__Activity__
Check each line of the data, and copy those where "queue" appears.

__Information supplied__
* * * * * * * * *

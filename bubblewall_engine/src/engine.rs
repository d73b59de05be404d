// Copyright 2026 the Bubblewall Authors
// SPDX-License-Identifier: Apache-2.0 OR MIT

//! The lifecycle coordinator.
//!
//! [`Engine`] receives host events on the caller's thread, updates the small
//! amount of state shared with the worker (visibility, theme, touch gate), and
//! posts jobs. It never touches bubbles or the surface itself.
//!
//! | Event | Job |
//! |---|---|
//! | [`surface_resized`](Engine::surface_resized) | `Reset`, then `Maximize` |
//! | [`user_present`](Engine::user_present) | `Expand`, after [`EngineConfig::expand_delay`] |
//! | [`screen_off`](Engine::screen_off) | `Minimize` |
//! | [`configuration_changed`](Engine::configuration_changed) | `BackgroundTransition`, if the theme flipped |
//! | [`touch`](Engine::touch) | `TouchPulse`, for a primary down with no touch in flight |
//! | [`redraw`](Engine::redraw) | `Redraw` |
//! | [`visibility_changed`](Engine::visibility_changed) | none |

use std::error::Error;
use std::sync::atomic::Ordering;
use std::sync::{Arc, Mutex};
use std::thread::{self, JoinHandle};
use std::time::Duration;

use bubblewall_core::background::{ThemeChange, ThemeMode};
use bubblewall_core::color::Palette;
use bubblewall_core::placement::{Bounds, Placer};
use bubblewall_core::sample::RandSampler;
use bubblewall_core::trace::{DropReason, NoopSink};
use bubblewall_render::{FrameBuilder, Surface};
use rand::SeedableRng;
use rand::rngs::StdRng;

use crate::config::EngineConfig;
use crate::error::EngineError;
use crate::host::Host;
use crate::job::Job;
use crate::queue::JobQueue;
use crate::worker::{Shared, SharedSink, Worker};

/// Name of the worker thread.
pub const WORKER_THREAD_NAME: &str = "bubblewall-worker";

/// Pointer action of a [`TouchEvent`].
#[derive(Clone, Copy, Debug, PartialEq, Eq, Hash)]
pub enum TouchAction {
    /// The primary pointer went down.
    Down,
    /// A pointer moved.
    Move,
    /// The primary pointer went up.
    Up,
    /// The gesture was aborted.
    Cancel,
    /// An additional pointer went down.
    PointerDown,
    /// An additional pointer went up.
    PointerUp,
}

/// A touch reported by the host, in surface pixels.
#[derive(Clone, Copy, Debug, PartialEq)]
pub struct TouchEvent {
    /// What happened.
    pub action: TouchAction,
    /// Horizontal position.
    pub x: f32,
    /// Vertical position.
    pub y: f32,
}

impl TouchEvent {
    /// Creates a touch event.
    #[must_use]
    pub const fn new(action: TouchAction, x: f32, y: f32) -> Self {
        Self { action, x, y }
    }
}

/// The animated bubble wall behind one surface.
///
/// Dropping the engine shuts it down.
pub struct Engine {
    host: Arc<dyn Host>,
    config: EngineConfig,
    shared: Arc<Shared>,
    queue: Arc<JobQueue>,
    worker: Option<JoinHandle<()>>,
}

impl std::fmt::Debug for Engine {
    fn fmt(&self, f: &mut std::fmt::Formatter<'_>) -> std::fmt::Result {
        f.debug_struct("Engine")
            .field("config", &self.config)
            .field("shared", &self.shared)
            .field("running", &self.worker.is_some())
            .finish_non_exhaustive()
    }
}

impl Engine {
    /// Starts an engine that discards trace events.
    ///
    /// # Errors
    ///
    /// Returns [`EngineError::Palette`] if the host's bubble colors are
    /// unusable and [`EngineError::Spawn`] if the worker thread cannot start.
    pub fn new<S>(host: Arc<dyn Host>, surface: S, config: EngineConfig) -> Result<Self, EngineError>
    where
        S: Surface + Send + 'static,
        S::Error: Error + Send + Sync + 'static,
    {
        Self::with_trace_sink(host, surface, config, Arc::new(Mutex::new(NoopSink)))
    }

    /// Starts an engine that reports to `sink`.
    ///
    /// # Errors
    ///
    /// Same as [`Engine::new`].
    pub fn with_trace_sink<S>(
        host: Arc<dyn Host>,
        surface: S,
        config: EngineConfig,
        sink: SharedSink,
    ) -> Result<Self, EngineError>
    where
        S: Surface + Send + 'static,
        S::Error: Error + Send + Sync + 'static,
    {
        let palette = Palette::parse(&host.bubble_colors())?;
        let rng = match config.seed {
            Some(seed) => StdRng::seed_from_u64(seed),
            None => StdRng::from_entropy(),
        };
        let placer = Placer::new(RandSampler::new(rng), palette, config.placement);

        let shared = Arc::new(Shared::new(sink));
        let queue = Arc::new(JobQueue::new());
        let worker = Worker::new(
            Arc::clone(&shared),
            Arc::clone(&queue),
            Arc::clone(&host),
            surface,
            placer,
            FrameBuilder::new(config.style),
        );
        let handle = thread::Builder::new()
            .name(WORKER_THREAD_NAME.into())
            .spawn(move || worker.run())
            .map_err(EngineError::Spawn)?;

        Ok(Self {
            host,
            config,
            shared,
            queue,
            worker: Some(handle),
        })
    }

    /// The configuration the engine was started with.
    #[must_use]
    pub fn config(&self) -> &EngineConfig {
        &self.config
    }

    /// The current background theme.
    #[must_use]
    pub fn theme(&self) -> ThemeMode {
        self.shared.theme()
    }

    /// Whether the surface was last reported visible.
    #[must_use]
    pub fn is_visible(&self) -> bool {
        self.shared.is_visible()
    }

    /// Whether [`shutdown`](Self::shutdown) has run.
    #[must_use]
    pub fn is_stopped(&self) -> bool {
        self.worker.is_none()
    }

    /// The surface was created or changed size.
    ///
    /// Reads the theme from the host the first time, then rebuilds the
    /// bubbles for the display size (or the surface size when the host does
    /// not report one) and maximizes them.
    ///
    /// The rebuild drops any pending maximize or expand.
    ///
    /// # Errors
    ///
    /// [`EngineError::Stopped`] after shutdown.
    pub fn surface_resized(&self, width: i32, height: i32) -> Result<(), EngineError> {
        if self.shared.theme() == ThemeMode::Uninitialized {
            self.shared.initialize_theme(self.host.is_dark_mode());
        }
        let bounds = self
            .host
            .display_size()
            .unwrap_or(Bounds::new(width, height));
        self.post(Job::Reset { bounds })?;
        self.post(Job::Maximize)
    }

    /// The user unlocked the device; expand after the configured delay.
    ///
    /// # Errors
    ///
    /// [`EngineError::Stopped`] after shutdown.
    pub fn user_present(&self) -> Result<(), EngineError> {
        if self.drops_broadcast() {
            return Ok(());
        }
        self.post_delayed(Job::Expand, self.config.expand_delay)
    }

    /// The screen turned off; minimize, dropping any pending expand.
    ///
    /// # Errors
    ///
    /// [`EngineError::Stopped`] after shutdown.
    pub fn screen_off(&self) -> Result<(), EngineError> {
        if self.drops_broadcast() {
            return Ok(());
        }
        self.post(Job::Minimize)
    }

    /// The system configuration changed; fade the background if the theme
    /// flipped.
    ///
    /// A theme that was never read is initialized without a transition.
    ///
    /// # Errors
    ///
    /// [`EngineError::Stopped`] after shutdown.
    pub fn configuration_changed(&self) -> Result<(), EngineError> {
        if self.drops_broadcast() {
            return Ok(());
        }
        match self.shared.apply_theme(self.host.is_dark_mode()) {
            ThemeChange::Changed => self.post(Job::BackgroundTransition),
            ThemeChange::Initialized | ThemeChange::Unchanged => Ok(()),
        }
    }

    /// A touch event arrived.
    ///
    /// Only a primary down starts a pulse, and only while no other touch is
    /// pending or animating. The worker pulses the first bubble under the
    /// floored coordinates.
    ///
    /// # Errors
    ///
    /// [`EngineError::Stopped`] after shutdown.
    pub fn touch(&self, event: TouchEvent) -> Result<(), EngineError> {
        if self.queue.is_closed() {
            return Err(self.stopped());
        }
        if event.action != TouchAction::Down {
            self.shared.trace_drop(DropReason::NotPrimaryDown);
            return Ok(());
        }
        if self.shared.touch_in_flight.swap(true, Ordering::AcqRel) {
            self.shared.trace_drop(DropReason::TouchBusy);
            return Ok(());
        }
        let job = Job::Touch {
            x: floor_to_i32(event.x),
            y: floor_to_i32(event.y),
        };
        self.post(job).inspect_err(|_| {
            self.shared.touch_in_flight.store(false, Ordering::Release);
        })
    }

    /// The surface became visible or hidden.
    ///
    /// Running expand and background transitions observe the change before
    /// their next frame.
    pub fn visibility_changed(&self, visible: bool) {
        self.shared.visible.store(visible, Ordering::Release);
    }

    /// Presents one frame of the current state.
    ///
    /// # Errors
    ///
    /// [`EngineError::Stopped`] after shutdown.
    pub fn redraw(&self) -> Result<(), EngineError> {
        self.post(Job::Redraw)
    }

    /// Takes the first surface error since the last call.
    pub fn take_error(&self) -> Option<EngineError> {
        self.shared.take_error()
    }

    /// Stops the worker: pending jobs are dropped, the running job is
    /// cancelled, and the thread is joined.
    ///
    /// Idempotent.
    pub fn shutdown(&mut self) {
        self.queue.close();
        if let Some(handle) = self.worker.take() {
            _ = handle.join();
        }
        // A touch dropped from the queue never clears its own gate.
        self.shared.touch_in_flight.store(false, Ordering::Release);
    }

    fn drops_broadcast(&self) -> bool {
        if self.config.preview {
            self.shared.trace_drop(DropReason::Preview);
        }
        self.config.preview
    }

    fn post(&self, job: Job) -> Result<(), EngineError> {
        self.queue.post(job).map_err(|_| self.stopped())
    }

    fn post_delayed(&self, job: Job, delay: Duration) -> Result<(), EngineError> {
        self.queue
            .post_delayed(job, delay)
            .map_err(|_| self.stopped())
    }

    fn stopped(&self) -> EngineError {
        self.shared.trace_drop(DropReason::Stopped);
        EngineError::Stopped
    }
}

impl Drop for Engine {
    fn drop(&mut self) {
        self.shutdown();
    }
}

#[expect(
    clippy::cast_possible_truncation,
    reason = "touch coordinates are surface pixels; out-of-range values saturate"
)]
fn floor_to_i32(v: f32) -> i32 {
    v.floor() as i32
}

* * * * * * * * *

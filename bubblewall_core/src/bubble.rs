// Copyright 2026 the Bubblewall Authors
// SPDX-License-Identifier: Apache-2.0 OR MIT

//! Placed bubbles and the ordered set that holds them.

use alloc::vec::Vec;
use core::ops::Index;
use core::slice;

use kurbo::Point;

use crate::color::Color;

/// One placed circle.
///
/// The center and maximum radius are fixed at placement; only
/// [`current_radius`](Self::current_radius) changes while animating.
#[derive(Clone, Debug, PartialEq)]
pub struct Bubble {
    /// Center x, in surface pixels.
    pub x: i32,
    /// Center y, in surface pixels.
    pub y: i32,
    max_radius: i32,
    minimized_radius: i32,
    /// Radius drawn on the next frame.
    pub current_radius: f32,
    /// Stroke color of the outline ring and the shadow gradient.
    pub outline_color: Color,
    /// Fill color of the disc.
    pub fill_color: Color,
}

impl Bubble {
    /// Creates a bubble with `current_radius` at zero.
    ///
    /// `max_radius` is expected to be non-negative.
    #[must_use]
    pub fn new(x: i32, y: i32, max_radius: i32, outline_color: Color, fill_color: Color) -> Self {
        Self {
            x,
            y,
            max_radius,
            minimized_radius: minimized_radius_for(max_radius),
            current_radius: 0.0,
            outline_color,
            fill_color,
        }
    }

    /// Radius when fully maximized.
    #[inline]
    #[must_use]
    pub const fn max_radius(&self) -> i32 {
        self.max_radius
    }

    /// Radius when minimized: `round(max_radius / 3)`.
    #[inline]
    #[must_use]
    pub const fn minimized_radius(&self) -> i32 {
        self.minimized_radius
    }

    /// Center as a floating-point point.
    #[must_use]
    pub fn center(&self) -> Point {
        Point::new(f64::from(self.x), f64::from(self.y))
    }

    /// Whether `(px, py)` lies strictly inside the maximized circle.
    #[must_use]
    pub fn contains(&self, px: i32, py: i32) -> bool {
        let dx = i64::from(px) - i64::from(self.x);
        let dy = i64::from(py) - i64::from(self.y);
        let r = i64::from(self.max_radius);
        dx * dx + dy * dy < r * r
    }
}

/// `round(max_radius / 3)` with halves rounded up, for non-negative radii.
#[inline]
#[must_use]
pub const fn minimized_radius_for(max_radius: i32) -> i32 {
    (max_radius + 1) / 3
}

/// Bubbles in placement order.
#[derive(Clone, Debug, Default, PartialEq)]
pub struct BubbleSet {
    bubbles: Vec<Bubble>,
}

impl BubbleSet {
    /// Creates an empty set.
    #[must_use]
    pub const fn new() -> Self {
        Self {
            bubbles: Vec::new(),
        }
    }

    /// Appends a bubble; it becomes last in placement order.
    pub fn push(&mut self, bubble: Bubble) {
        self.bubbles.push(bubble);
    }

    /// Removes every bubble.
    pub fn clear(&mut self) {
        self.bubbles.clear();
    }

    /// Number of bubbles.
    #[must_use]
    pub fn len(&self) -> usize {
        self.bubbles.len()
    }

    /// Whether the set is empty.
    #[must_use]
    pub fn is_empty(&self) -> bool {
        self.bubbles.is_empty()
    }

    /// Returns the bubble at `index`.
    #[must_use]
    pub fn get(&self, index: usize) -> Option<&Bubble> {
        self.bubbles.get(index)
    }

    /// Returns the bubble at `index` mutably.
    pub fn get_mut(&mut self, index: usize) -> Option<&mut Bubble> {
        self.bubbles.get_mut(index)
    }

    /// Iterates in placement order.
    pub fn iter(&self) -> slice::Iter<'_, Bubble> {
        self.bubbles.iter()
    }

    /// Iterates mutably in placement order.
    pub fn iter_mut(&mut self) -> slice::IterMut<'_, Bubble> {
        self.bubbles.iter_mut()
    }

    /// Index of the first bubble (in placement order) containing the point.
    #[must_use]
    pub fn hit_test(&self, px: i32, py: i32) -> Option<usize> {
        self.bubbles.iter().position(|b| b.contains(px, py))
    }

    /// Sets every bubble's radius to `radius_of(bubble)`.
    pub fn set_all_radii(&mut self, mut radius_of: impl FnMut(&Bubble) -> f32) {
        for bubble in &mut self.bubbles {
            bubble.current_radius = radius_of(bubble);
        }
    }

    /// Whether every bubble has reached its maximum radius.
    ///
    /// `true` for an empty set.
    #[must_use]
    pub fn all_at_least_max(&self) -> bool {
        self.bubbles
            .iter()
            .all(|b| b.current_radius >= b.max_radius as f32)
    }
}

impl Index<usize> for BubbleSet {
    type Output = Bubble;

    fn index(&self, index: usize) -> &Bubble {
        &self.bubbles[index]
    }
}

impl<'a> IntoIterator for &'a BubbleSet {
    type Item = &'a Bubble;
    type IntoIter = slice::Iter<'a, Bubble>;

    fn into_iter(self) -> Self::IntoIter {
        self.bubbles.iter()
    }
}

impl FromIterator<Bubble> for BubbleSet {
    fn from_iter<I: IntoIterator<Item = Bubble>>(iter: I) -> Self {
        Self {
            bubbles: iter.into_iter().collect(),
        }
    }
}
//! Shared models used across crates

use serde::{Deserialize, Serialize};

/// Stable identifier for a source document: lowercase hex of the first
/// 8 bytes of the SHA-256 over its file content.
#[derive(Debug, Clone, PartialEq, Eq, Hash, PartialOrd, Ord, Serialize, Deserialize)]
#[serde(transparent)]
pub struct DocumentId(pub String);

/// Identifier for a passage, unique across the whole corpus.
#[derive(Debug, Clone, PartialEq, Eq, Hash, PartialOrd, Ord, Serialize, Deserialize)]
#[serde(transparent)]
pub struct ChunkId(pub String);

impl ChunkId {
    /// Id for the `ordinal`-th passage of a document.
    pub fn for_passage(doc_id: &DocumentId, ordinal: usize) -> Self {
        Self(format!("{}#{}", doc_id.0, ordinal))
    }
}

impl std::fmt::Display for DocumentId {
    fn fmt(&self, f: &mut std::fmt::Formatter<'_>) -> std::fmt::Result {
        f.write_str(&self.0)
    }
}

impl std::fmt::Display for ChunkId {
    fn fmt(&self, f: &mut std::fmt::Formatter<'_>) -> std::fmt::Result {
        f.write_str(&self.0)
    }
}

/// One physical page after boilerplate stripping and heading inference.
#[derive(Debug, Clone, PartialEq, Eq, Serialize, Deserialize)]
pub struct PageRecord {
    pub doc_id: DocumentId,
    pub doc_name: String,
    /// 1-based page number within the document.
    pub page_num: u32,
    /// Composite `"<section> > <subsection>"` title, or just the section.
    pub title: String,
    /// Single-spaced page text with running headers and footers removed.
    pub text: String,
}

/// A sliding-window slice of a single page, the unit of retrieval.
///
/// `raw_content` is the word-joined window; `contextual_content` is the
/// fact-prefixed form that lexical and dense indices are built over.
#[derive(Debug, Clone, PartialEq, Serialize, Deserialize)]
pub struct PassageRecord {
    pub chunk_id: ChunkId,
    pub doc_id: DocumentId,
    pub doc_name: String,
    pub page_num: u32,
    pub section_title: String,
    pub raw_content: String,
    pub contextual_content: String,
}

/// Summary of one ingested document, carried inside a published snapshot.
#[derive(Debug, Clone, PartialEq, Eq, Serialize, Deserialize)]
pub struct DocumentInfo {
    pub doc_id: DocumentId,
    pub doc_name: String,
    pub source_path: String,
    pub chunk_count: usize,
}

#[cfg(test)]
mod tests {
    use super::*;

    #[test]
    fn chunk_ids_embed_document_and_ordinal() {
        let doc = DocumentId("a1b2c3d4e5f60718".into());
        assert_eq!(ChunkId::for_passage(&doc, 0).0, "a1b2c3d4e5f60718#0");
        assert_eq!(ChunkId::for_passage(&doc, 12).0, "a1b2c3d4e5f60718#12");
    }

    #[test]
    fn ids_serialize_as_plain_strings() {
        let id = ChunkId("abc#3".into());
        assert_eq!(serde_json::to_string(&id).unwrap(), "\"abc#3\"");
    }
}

* * * * * * * * *

__The answer__
use crate::queue::JobQueue;
    queue: Arc<JobQueue>,
        let queue = Arc::new(JobQueue::new());
            Arc::clone(&queue),
            queue,
        if self.queue.is_closed() {
        self.queue.close();
        // A touch dropped from the queue never clears its own gate.
        self.queue.post(job).map_err(|_| self.stopped())
        self.queue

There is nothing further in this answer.